(Data items)
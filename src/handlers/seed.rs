// src/handlers/seed.rs
// DOCUMENTATION: Sample data handler
// PURPOSE: Expose the idempotent seed routine via REST

use crate::db::SharedStore;
use crate::errors::PlacesError;
use crate::services::SeedService;
use actix_web::{web, HttpResponse, Responder};

/// POST /seed
/// Insert the sample places when the collection is empty
pub async fn seed_places(
    store: web::Data<SharedStore>,
    seeder: web::Data<SeedService>,
) -> Result<impl Responder, PlacesError> {
    log::info!("Seed requested");
    let outcome = seeder.seed(store.get_ref().as_ref()).await?;
    Ok(HttpResponse::Ok().json(outcome.to_response()))
}

/// Configuration for seed routes
pub fn config(cfg: &mut web::ServiceConfig) {
    cfg.route("/seed", web::post().to(seed_places));
}

#[cfg(test)]
mod tests {
    use super::*;
    use crate::db::InMemoryStore;
    use crate::handlers::places_config;
    use crate::models::{ListResponse, PLACE_COLLECTION};
    use crate::services::SeedResponse;
    use actix_web::{http::StatusCode, test, App};
    use std::sync::Arc;

    macro_rules! seeded_app {
        ($memory:expr) => {{
            let store: SharedStore = $memory;
            test::init_service(
                App::new()
                    .app_data(web::Data::new(store))
                    .app_data(web::Data::new(SeedService::new()))
                    .configure(config)
                    .configure(places_config),
            )
            .await
        }};
    }

    fn names(listed: &ListResponse) -> Vec<&str> {
        listed
            .items
            .iter()
            .filter_map(|r| r.get("name").and_then(|n| n.as_str()))
            .collect()
    }

    #[actix_web::test]
    async fn test_seed_twice() {
        let memory = Arc::new(InMemoryStore::new());
        let app = seeded_app!(memory.clone());

        let req = test::TestRequest::post().uri("/seed").to_request();
        let first: SeedResponse = test::call_and_read_body_json(&app, req).await;
        assert_eq!(first.status, "ok");
        assert_eq!(first.inserted, Some(4));

        let req = test::TestRequest::post().uri("/seed").to_request();
        let second: SeedResponse = test::call_and_read_body_json(&app, req).await;
        assert_eq!(second.inserted, None);
        assert_eq!(second.message.as_deref(), Some("Places already seeded"));

        assert_eq!(memory.count(PLACE_COLLECTION), 4);
    }

    #[actix_web::test]
    async fn test_seeded_listing_scenario() {
        let memory = Arc::new(InMemoryStore::new());
        let app = seeded_app!(memory.clone());

        let req = test::TestRequest::post().uri("/seed").to_request();
        let resp = test::call_service(&app, req).await;
        assert_eq!(resp.status(), StatusCode::OK);

        // matches through the description only
        let req = test::TestRequest::get().uri("/places?q=Hoysala").to_request();
        let listed: ListResponse = test::call_and_read_body_json(&app, req).await;
        assert_eq!(names(&listed), vec!["Belur & Halebidu Temples"]);

        let req = test::TestRequest::get()
            .uri("/places?category=Palace")
            .to_request();
        let listed: ListResponse = test::call_and_read_body_json(&app, req).await;
        assert_eq!(names(&listed), vec!["Mysore Palace"]);

        let req = test::TestRequest::get().uri("/places").to_request();
        let listed: ListResponse = test::call_and_read_body_json(&app, req).await;
        assert_eq!(listed.items.len(), 4);
        assert!(listed.items.iter().all(|r| r["_id"].is_string()));

        let req = test::TestRequest::get()
            .uri("/places?q=temple&category=UNESCO%20Site")
            .to_request();
        let listed: ListResponse = test::call_and_read_body_json(&app, req).await;
        assert_eq!(names(&listed), vec!["Hampi"]);

        let req = test::TestRequest::get()
            .uri("/places?category=palace")
            .to_request();
        let listed: ListResponse = test::call_and_read_body_json(&app, req).await;
        assert!(listed.items.is_empty());
    }

    #[actix_web::test]
    async fn test_seed_store_down() {
        let memory = Arc::new(InMemoryStore::new());
        memory.set_healthy(false);
        let app = seeded_app!(memory.clone());

        let req = test::TestRequest::post().uri("/seed").to_request();
        let resp = test::call_service(&app, req).await;
        assert!(resp.status().is_server_error());
    }
}
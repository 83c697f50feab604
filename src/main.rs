// src/main.rs
// DOCUMENTATION: Application entry point
// PURPOSE: Initialize config, document store, and start HTTP server

mod config;
mod db;
mod errors;
mod handlers;
mod models;
mod services;

use actix_web::{middleware::Logger, web, App, HttpServer};
use config::Config;
use dotenv::dotenv;
use services::SeedService;
use std::io;

#[actix_web::main]
async fn main() -> io::Result<()> {
    // 1. Load environment variables
    dotenv().ok();

    // 2. Load configuration
    let config = Config::from_env();

    // 3. Initialize logging
    if std::env::var("RUST_LOG").is_err() {
        let log_level = if !config.log_level.is_empty() {
            config.log_level.as_str()
        } else {
            "info,actix_web=info,sqlx=warn"
        };
        std::env::set_var("RUST_LOG", log_level);
    }
    env_logger::init();

    if let Err(e) = config.validate() {
        log::error!("Configuration error: {}", e);
        std::process::exit(1);
    }

    log::info!("Starting karnataka-places service...");
    log::info!("Environment: {}", config.environment);
    log::info!(
        "Server Address: {}:{}",
        config.server_address,
        config.server_port
    );

    // 4. Initialize document store
    let store = match config::init_store(&config).await {
        Ok(store) => store,
        Err(e) => {
            log::error!("Failed to initialize document store: {:#}", e);
            std::process::exit(1);
        }
    };
    log::info!("Document store backend: {}", store.backend());

    // 5. Start HTTP server
    let server_addr = format!("{}:{}", config.server_address, config.server_port);
    let store = web::Data::new(store);
    let seeder = web::Data::new(SeedService::new());
    let config = web::Data::new(config);

    HttpServer::new(move || {
        App::new()
            // Application state (document store, seed guard, config)
            .app_data(store.clone())
            .app_data(seeder.clone())
            .app_data(config.clone())
            // Middleware
            .wrap(Logger::default())
            .wrap(actix_web::middleware::Compress::default())
            // Routes
            .configure(handlers::health_config)
            .configure(handlers::places_config)
            .configure(handlers::seed_config)
            .default_service(web::route().to(handlers::health::not_found))
    })
    .bind(&server_addr)?
    .run()
    .await
}
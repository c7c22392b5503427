//! Forecast models trained on historical booking curves.
//!
//! Each model reduces the training set to one explicit lookup table and
//! forecasts validation rows by exact key match:
//!
//! | model          | key                     | aggregate                    |
//! |----------------|-------------------------|------------------------------|
//! | Flat           | week_day                | median final demand          |
//! | Additive       | (week_day, days_prior)  | median remaining demand      |
//! | Multiplicative | days_prior              | mean booking-completion ratio |
//!
//! A validation row whose key is absent is dropped from that model's output
//! and counted as a join miss. Because the multiplicative key is coarser, it
//! typically misses fewer rows than the additive model.

pub mod additive;
pub mod flat;
pub mod multiplicative;

pub use additive::AdditiveModel;
pub use flat::FlatModel;
pub use multiplicative::MultiplicativeModel;

use airline_forecast_core::ResolvedObservation;
use std::collections::HashMap;
use std::hash::Hash;

/// Groups one value per training row under its key. Rows mapped to `None`
/// are left out of every group.
pub(crate) fn group_values<K, F>(rows: &[ResolvedObservation], key_value: F) -> HashMap<K, Vec<f64>>
where
    K: Eq + Hash,
    F: Fn(&ResolvedObservation) -> Option<(K, f64)>,
{
    let mut groups: HashMap<K, Vec<f64>> = HashMap::new();
    for (key, value) in rows.iter().filter_map(key_value) {
        groups.entry(key).or_default().push(value);
    }
    groups
}
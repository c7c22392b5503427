//! Data models for booking-curve tables.

pub mod booking;

pub use booking::{required_columns, BookingRecord};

**How to complete this task**
Search the lines above for the string "async", then show every one that has it.

**Solution for this exercise**
pub async fn seed_places(
    async fn test_seed_twice() {
    async fn test_seeded_listing_scenario() {
    async fn test_seed_store_down() {
async fn main() -> io::Result<()> {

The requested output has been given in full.